** YOUR INSTRUCTIONS **
Please copy each line below that contains the string "ThreadMonitor".

** DATA FOR THIS TASK **
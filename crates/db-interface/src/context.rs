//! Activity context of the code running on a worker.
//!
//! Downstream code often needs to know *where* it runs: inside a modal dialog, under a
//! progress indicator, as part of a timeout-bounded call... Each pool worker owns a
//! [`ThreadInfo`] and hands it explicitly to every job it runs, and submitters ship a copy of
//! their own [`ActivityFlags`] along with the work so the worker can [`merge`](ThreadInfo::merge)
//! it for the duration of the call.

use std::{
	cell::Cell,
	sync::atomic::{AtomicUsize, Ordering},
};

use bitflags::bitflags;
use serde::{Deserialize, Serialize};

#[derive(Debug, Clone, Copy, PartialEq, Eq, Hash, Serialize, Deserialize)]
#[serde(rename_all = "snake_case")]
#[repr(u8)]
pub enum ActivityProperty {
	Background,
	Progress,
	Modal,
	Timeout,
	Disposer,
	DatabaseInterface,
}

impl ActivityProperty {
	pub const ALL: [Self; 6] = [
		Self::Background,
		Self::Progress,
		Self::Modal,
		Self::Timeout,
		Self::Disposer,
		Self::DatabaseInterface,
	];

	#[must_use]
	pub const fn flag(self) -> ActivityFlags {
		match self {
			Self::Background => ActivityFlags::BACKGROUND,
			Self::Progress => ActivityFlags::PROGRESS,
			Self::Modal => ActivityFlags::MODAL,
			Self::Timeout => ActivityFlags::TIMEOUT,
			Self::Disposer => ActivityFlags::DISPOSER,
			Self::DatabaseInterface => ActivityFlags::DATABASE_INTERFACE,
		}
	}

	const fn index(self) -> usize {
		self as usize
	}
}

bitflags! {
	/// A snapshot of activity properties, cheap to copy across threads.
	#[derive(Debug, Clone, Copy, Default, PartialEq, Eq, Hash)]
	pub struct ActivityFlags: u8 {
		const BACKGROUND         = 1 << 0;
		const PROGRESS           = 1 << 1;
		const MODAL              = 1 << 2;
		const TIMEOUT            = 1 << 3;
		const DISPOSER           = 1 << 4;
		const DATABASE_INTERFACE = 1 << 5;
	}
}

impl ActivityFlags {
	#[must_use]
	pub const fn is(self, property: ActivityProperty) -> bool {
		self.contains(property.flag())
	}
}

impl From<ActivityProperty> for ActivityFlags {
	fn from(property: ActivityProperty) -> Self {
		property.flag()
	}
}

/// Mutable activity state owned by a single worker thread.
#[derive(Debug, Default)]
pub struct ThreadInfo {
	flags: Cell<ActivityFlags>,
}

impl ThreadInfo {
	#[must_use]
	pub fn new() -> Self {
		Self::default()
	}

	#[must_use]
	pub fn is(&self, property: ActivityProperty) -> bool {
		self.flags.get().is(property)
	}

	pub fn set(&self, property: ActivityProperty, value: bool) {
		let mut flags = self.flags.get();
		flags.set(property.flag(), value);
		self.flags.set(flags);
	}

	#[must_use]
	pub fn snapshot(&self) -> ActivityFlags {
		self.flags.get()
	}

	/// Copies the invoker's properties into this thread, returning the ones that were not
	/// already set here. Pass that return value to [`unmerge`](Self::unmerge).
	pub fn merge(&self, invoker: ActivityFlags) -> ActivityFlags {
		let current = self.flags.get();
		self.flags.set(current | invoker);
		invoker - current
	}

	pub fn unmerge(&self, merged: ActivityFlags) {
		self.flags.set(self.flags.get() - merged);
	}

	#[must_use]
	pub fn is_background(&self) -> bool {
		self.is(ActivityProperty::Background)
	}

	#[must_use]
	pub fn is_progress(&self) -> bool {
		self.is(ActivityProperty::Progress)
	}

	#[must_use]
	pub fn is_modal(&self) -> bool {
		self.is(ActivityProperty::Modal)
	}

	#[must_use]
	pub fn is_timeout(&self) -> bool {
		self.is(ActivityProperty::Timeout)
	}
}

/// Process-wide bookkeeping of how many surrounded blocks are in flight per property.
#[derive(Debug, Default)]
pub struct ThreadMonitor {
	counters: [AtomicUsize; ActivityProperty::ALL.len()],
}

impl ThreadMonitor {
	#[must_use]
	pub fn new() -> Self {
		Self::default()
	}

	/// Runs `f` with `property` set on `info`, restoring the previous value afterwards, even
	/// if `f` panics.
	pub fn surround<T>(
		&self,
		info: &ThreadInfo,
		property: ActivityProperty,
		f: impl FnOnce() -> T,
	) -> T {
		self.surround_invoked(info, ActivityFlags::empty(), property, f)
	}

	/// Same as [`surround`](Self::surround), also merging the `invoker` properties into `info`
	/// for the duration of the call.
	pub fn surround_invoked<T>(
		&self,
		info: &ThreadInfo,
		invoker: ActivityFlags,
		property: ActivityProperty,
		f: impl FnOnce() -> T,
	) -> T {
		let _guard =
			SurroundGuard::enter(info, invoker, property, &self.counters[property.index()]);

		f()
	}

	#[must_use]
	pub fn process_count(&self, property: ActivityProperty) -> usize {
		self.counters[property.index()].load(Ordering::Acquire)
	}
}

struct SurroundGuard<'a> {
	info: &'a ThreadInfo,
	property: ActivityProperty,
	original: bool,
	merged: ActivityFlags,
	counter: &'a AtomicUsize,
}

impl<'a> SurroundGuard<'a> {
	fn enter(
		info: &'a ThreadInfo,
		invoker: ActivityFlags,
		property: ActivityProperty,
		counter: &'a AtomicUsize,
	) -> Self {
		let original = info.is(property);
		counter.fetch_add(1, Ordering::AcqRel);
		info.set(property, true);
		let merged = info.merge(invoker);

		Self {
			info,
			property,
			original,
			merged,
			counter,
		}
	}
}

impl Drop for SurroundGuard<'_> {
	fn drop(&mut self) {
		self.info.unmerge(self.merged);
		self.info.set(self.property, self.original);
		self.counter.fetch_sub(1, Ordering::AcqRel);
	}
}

...

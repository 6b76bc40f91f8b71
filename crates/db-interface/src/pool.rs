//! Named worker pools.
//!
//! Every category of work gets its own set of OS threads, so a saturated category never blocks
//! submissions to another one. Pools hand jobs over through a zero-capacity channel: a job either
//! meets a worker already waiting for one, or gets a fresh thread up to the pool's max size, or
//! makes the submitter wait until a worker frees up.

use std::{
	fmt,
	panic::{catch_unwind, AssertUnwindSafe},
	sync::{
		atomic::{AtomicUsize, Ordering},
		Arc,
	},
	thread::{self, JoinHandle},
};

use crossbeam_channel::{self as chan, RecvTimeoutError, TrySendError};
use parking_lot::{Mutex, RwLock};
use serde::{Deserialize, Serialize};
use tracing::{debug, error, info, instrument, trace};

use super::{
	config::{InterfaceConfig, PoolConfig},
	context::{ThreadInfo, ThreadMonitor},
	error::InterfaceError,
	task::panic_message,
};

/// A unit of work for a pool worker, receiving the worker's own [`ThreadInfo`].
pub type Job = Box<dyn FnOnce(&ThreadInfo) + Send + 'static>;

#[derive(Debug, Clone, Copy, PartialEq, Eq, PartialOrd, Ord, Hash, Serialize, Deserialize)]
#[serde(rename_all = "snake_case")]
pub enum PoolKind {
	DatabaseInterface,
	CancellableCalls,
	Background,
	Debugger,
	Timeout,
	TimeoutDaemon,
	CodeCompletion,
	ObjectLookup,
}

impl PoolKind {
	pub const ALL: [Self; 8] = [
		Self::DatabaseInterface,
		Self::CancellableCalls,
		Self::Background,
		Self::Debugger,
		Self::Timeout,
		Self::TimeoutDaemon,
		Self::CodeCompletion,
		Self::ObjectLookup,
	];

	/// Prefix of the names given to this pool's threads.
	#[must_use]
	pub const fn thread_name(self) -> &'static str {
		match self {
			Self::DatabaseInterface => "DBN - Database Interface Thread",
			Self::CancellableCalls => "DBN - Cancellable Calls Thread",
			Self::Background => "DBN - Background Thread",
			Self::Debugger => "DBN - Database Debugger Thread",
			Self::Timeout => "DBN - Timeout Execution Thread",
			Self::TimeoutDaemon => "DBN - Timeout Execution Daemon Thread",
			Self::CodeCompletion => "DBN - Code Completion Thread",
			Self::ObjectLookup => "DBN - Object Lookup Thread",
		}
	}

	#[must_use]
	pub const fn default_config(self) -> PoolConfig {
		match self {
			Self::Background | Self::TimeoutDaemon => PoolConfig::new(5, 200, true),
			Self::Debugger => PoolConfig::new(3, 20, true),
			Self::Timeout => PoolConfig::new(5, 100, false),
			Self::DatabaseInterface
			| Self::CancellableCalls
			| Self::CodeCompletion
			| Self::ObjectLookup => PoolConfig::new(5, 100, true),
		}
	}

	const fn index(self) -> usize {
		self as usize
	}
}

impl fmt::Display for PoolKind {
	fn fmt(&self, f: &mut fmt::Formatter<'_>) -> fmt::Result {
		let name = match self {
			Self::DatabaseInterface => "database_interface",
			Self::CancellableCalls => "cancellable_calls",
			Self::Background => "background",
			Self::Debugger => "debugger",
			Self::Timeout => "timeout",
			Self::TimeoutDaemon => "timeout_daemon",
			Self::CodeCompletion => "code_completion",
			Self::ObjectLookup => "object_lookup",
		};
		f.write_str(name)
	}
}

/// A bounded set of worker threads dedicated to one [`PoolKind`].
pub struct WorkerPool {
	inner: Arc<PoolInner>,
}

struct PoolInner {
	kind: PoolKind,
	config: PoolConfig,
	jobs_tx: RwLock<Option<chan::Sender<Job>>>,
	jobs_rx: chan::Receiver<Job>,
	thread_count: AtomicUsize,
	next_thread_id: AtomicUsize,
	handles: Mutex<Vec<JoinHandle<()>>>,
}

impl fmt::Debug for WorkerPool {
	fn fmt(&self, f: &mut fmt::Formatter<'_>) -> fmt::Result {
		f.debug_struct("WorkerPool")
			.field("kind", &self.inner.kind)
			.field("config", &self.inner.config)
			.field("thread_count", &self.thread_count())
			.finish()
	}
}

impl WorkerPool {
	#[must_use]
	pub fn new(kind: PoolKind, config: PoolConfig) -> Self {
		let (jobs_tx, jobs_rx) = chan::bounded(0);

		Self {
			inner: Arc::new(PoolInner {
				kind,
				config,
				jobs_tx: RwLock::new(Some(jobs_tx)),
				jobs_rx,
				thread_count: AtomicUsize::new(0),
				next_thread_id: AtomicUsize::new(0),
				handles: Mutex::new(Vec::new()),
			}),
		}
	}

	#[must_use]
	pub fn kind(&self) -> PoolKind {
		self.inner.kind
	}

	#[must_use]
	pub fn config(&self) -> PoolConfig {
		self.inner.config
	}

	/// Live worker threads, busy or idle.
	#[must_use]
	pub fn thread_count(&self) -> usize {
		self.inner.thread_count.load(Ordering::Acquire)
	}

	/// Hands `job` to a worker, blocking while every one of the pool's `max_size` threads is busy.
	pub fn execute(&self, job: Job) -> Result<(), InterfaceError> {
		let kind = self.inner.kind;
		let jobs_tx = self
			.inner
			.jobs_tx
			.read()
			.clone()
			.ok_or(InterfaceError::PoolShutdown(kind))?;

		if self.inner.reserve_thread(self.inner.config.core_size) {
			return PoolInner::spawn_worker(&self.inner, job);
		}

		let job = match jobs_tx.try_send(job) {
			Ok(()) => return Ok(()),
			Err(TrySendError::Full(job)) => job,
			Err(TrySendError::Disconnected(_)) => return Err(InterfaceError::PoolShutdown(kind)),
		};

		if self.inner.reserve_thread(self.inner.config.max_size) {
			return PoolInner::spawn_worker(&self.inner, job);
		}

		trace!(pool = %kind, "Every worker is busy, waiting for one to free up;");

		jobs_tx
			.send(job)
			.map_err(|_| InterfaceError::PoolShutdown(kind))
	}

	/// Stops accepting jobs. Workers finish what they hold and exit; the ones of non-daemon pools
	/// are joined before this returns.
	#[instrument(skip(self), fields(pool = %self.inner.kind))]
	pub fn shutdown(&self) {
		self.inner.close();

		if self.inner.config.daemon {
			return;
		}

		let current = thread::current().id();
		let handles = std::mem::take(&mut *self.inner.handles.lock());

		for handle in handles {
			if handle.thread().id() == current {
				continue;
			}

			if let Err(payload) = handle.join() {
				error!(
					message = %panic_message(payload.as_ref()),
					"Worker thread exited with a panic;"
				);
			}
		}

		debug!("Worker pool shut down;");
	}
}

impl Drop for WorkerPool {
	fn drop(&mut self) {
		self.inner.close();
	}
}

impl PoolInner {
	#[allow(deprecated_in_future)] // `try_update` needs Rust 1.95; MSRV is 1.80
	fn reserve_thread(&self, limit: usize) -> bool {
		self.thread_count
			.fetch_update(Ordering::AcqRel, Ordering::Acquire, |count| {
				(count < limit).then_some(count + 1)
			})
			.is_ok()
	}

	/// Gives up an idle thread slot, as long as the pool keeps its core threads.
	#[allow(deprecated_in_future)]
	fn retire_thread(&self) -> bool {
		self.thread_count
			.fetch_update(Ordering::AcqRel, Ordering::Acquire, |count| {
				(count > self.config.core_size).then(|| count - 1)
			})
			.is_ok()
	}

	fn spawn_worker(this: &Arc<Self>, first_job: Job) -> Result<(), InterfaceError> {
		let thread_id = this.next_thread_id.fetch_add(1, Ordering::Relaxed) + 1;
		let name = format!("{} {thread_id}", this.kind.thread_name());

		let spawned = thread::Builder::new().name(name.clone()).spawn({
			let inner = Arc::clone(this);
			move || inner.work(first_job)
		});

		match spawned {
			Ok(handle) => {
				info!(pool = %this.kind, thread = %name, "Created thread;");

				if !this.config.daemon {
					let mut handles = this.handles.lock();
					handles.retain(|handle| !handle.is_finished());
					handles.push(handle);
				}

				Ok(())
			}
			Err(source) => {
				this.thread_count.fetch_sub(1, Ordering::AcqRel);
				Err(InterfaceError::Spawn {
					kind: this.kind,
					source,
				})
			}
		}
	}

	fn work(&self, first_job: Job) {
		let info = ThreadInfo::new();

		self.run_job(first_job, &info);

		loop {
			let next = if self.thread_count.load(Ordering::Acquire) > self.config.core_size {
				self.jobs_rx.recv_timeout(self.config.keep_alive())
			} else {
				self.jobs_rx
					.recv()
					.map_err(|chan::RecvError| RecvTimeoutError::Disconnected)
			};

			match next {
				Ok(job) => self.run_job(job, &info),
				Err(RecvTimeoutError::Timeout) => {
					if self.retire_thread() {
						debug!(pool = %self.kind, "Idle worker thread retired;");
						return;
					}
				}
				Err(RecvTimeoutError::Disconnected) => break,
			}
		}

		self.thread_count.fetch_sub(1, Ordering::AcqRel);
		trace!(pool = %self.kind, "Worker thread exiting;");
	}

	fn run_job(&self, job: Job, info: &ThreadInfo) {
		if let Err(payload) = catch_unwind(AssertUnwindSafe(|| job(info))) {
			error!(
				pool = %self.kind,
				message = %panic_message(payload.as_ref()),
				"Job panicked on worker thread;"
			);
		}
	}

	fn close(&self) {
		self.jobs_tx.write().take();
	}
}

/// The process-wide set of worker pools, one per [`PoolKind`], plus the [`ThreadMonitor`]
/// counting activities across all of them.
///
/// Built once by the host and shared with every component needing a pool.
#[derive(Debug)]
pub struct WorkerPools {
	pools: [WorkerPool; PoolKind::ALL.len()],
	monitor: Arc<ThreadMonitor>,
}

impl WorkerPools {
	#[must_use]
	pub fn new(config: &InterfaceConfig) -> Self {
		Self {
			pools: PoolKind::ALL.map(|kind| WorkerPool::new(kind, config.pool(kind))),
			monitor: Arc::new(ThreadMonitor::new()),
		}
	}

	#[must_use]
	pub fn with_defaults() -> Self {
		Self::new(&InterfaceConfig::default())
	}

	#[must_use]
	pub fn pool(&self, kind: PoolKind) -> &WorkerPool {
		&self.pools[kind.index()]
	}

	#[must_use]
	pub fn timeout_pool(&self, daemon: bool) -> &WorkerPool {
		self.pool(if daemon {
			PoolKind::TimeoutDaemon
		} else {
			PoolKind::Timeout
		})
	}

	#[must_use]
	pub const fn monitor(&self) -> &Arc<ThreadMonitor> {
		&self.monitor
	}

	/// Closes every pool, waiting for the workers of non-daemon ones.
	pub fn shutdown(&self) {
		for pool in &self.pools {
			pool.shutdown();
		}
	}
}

---

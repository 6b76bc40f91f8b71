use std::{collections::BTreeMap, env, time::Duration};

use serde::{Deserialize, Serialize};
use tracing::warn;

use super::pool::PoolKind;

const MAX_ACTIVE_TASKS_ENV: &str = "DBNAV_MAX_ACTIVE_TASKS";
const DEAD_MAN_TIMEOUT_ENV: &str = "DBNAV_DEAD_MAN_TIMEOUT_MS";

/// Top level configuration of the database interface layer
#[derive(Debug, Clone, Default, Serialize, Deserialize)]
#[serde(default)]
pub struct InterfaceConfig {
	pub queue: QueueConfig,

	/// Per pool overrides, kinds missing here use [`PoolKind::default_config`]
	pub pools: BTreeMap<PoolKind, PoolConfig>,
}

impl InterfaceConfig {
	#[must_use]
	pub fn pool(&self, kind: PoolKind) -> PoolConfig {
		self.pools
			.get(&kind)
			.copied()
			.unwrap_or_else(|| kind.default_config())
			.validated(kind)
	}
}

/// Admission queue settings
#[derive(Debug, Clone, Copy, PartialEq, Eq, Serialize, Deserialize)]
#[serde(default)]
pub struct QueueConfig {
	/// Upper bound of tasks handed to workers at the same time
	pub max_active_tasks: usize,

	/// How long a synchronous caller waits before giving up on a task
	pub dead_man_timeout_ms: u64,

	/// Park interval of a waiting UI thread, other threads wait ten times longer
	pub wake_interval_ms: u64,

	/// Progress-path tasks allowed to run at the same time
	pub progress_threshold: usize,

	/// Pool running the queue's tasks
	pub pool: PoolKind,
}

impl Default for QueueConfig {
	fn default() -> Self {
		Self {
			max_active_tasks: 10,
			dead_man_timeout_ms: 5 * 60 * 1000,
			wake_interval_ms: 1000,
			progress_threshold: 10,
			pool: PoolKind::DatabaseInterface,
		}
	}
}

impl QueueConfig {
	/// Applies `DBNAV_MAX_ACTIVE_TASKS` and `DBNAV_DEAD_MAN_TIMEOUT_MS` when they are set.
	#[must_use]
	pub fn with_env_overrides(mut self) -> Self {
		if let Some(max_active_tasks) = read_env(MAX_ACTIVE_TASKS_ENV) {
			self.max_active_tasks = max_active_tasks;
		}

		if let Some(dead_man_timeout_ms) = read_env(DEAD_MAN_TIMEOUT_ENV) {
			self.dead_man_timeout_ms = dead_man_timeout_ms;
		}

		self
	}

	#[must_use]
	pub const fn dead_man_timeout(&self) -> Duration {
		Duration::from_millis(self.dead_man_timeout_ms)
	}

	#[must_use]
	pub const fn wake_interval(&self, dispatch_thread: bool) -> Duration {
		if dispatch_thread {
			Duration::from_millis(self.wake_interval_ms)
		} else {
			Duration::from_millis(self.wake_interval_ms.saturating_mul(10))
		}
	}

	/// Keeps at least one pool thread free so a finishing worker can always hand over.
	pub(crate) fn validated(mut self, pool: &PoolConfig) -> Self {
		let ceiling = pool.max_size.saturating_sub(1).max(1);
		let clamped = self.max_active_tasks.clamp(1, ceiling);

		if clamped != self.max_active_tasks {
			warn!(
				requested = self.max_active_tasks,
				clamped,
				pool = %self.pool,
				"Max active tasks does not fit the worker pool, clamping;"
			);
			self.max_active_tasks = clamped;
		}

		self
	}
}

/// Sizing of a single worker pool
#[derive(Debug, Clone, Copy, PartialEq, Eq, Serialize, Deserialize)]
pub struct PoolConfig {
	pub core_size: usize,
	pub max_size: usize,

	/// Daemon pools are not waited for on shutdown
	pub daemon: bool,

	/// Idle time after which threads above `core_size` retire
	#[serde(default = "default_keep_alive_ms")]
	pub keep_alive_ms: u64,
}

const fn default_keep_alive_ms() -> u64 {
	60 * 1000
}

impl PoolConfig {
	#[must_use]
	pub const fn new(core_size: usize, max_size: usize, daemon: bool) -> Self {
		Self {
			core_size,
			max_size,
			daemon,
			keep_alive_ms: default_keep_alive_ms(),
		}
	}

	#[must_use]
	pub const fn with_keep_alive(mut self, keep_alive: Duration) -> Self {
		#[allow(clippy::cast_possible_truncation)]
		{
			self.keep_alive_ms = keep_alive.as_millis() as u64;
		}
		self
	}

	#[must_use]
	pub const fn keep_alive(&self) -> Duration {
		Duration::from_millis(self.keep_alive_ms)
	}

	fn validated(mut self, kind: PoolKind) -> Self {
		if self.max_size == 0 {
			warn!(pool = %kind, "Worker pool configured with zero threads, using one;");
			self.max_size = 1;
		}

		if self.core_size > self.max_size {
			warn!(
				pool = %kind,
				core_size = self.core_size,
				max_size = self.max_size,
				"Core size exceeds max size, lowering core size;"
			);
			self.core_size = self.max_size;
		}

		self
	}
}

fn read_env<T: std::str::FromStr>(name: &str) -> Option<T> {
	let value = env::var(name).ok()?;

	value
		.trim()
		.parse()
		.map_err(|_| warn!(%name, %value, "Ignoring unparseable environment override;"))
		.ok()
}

** RESPONSE **
pub struct ThreadMonitor {
impl ThreadMonitor {
	context::{ThreadInfo, ThreadMonitor},
/// The process-wide set of worker pools, one per [`PoolKind`], plus the [`ThreadMonitor`]
	monitor: Arc<ThreadMonitor>,
			monitor: Arc::new(ThreadMonitor::new()),
	pub const fn monitor(&self) -> &Arc<ThreadMonitor> {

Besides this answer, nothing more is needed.